Penyebaran Konten Seksual Tanpa Persetujuan, Ini Kata LBH Mayarakat

akurat logo
Yohanes Antonius
Kamis, 26 Oktober 2017 23:14 WIB
Share
 
 Penyebaran Konten Seksual Tanpa Persetujuan, Ini Kata LBH Mayarakat
Ilustrasi - Situs Porno. AKURAT.CO/Luqman Hakim Naba

AKURAT.CO, Dua hari belakangan publik digegerkan dengan beredaranya video yang menayangkan adegan tidak senonoh yang diduga diperankan oleh HA salah satu Alumni perguruan tinggi ternama di Indonesia. Bahkan beberapa media baik cetak maupun online memberitakan kejadian tersebut dengan menyebut dan menampilkan foto salah satu pemeran dalam video itu.

LBH Masyarakat mengecam penyebaran pemberitaan dan konten video HA oleh media massa dan publik. Penyebaran konten seksual pribadi tanpa persetujuan menurut LBH merupakan kejahatan kekerasan seksual dan pelanggaran atas hak privasi korban.

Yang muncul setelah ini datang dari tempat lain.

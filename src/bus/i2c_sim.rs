//! In-memory I2C adapter.
//!
//! Every attached slave is a flat 256-byte register file with a register
//! pointer: a write sets the pointer from its first byte and stores the rest
//! at consecutive registers, a read returns bytes starting at the pointer.
//! A slave may gate the pointer increment on a control bit, in which case
//! bursts keep hitting the same register while that bit is clear.
//! All traffic is appended to a wire log so callers can assert the exact
//! byte sequence a driver produced.

use super::i2c::{AddressMode, I2cBackend};
use log::trace;
use parking_lot::Mutex;
use std::{collections::HashMap, io, sync::Arc};

/// Remote I/O error, what the kernel reports when nobody ACKs an address.
pub const EREMOTEIO: i32 = 121;
/// Address claimed by a kernel driver.
pub const EBUSY: i32 = 16;

#[derive(Debug, Clone, PartialEq)]
pub enum WireEvent {
    Open(u8),
    Close,
    SetSlave(u16, AddressMode),
    Write(u16, Vec<u8>),
    Read(u16, Vec<u8>),
}

#[derive(Debug, Clone, Default)]
pub struct SimulatedFaults {
    pub refuse_open: bool,
    pub refuse_slave_address: bool,
    pub refuse_writes: bool,
    pub truncate_writes: bool,
    pub truncate_reads: bool,
}

struct SimulatedDevice {
    registers: [u8; 256],
    pointer: u8,
    /// (register, mask) that must be set for the pointer to advance
    increment_gate: Option<(u8, u8)>,
}

impl SimulatedDevice {
    fn new() -> Self {
        SimulatedDevice {
            registers: [0u8; 256],
            pointer: 0,
            increment_gate: None,
        }
    }

    fn advance(&mut self) {
        let enabled = match self.increment_gate {
            Some((register, mask)) => self.registers[register as usize] & mask != 0,
            None => true,
        };

        if enabled {
            self.pointer = self.pointer.wrapping_add(1);
        }
    }
}

#[derive(Default)]
pub struct SimulatedBus {
    devices: HashMap<u16, SimulatedDevice>,
    log: Vec<WireEvent>,
    pub faults: SimulatedFaults,
}

impl SimulatedBus {
    pub fn new() -> Self {
        Self::default()
    }

    pub fn shared() -> Arc<Mutex<Self>> {
        Arc::new(Mutex::new(Self::new()))
    }

    /// Attach a slave with all registers cleared.
    pub fn attach(&mut self, address: u16) {
        self.devices.insert(address, SimulatedDevice::new());
    }

    pub fn attach_with(&mut self, address: u16, registers: &[(u8, u8)]) {
        self.attach(address);
        for &(register, value) in registers {
            self.set_register(address, register, value);
        }
    }

    /// Like [`SimulatedBus::attach_with`], but the register pointer only
    /// advances while `gate_register & gate_mask` is nonzero, e.g. a PCA9685
    /// with MODE1.AI.
    pub fn attach_with_increment_gate(
        &mut self,
        address: u16,
        registers: &[(u8, u8)],
        gate_register: u8,
        gate_mask: u8,
    ) {
        self.attach_with(address, registers);
        if let Some(device) = self.devices.get_mut(&address) {
            device.increment_gate = Some((gate_register, gate_mask));
        }
    }

    pub fn is_attached(&self, address: u16) -> bool {
        self.devices.contains_key(&address)
    }

    pub fn register(&self, address: u16, register: u8) -> Option<u8> {
        self.devices
            .get(&address)
            .map(|device| device.registers[register as usize])
    }

    pub fn set_register(&mut self, address: u16, register: u8, value: u8) {
        if let Some(device) = self.devices.get_mut(&address) {
            device.registers[register as usize] = value;
        }
    }

    pub fn log(&self) -> &[WireEvent] {
        &self.log
    }

    pub fn clear_log(&mut self) {
        self.log.clear();
    }

    /// Payloads written to one slave, in order.
    pub fn writes_to(&self, address: u16) -> Vec<Vec<u8>> {
        self.log
            .iter()
            .filter_map(|event| match event {
                WireEvent::Write(a, bytes) if *a == address => Some(bytes.clone()),
                _ => None,
            })
            .collect()
    }

    pub fn count_slave_bindings(&self) -> usize {
        self.log
            .iter()
            .filter(|event| matches!(event, WireEvent::SetSlave(..)))
            .count()
    }

    fn device(&mut self, address: u16) -> io::Result<&mut SimulatedDevice> {
        self.devices
            .get_mut(&address)
            .ok_or_else(|| io::Error::from_raw_os_error(EREMOTEIO))
    }
}

/// Backend handle onto a [`SimulatedBus`]. Several handles may share one bus.
pub struct SimulatedI2c {
    bus: Arc<Mutex<SimulatedBus>>,
    open: bool,
    slave: Option<u16>,
}

impl SimulatedI2c {
    pub fn new(bus: Arc<Mutex<SimulatedBus>>) -> Self {
        SimulatedI2c {
            bus,
            open: false,
            slave: None,
        }
    }

    pub fn bus(&self) -> Arc<Mutex<SimulatedBus>> {
        self.bus.clone()
    }

    fn slave(&self) -> io::Result<u16> {
        if !self.open {
            return Err(io::Error::new(io::ErrorKind::NotConnected, "device file is closed"));
        }

        self.slave
            .ok_or_else(|| io::Error::new(io::ErrorKind::InvalidInput, "no slave address bound"))
    }
}

impl I2cBackend for SimulatedI2c {
    fn open(&mut self, bus_id: u8) -> io::Result<()> {
        let mut bus = self.bus.lock();
        if bus.faults.refuse_open {
            return Err(io::Error::new(
                io::ErrorKind::NotFound,
                format!("no such device: i2c-{}", bus_id),
            ));
        }

        bus.log.push(WireEvent::Open(bus_id));
        self.open = true;
        Ok(())
    }

    fn close(&mut self) {
        if self.open {
            self.bus.lock().log.push(WireEvent::Close);
        }
        self.open = false;
        self.slave = None;
    }

    fn is_open(&self) -> bool {
        self.open
    }

    fn write(&mut self, buf: &[u8]) -> io::Result<usize> {
        let address = self.slave()?;
        let mut bus = self.bus.lock();
        if bus.faults.refuse_writes {
            return Err(io::Error::from_raw_os_error(EREMOTEIO));
        }

        bus.log.push(WireEvent::Write(address, buf.to_vec()));
        if bus.faults.truncate_writes && !buf.is_empty() {
            return Ok(buf.len() - 1);
        }

        let device = bus.device(address)?;
        if let Some((&register, data)) = buf.split_first() {
            device.pointer = register;
            for &byte in data {
                device.registers[device.pointer as usize] = byte;
                device.advance();
            }
        }

        trace!("sim write {:#04x}: {:02x?}", address, buf);
        Ok(buf.len())
    }

    fn read(&mut self, buf: &mut [u8]) -> io::Result<usize> {
        let address = self.slave()?;
        let mut bus = self.bus.lock();
        let truncate = bus.faults.truncate_reads;
        let device = bus.device(address)?;

        let count = if truncate && !buf.is_empty() {
            buf.len() - 1
        } else {
            buf.len()
        };

        for byte in buf.iter_mut().take(count) {
            *byte = device.registers[device.pointer as usize];
            device.advance();
        }

        bus.log.push(WireEvent::Read(address, buf[..count].to_vec()));
        trace!("sim read {:#04x}: {:02x?}", address, &buf[..count]);
        Ok(count)
    }

    fn set_slave_address(&mut self, address: u16, mode: AddressMode) -> io::Result<()> {
        if !self.open {
            return Err(io::Error::new(io::ErrorKind::NotConnected, "device file is closed"));
        }

        let mut bus = self.bus.lock();
        if bus.faults.refuse_slave_address {
            return Err(io::Error::from_raw_os_error(EBUSY));
        }

        bus.log.push(WireEvent::SetSlave(address, mode));
        self.slave = Some(address);
        Ok(())
    }
}
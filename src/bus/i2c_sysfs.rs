use super::i2c::{AddressMode, I2cBackend};
use i2c_linux::I2c;
use log::debug;
use std::{
    fs::File,
    io::{self, Read, Write},
    path::{Path, PathBuf},
};

const I2C_CLASS_PATH: &str = "/sys/class/i2c-dev";
const I2C_DEVICE_PATH: &str = "/dev";

pub fn device_path(bus_id: u8) -> PathBuf {
    Path::new(I2C_DEVICE_PATH).join(format!("i2c-{}", bus_id))
}

/// Whether the kernel exposes I2C character devices at all.
pub fn is_supported() -> bool {
    let path = Path::new(I2C_CLASS_PATH);
    path.exists() && path.is_dir()
}

/// `/dev/i2c-N` backend. A closed backend holds no file at all.
pub struct SysfsI2c {
    device: Option<I2c<File>>,
}

impl SysfsI2c {
    pub fn new() -> Self {
        SysfsI2c { device: None }
    }

    fn device(&mut self) -> io::Result<&mut I2c<File>> {
        self.device.as_mut().ok_or_else(|| {
            io::Error::new(io::ErrorKind::NotConnected, "I2C device file is closed")
        })
    }
}

impl Default for SysfsI2c {
    fn default() -> Self {
        Self::new()
    }
}

impl I2cBackend for SysfsI2c {
    fn open(&mut self, bus_id: u8) -> io::Result<()> {
        let path = device_path(bus_id);
        let device = I2c::from_path(&path)?;
        debug!("Opened {}", path.display());
        self.device = Some(device);
        Ok(())
    }

    fn close(&mut self) {
        // dropping the handle closes the descriptor
        self.device = None;
    }

    fn is_open(&self) -> bool {
        self.device.is_some()
    }

    fn write(&mut self, buf: &[u8]) -> io::Result<usize> {
        self.device()?.write(buf)
    }

    fn read(&mut self, buf: &mut [u8]) -> io::Result<usize> {
        self.device()?.read(buf)
    }

    fn set_slave_address(&mut self, address: u16, mode: AddressMode) -> io::Result<()> {
        self.device()?
            .smbus_set_slave_address(address, mode.is_ten_bit())
    }
}
// Bus implementations
pub mod i2c; // I2CError, I2cBackend
pub mod i2c_sysfs; // SysfsI2c
pub mod i2c_sim; // SimulatedI2c
pub mod transport; // I2cTransport
pub mod registry; // TransportRegistry
pub mod register; // RegisterBus

pub use i2c::{AddressMode, FaultKind, I2CError, I2cBackend};
pub use register::RegisterBus;
pub use registry::TransportRegistry;
pub use transport::{I2cTransport, SharedTransport, SlaveState};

"Hingga saat ini, sedikitnya tiga puluh (30) media online dan cetak telah memberitakan mengenai video HA dengan menyebutkan nama jelas dan menampilkan foto korban. Pemberitaan oleh media-media ini telah melanggar Kode Etik Jurnalistik Pasal 2 mengenai profesionalisme jurnalis dan Pasal 9 mengenai penghormatan hak narasumber tentang kehidupan pribadinya," kata Analis Gender LBH Masyarakat, Arinta Dea Dini Singgi melalaui keterangan tertulisnya yang diterima AKURAT.CO, Kamis (26/10).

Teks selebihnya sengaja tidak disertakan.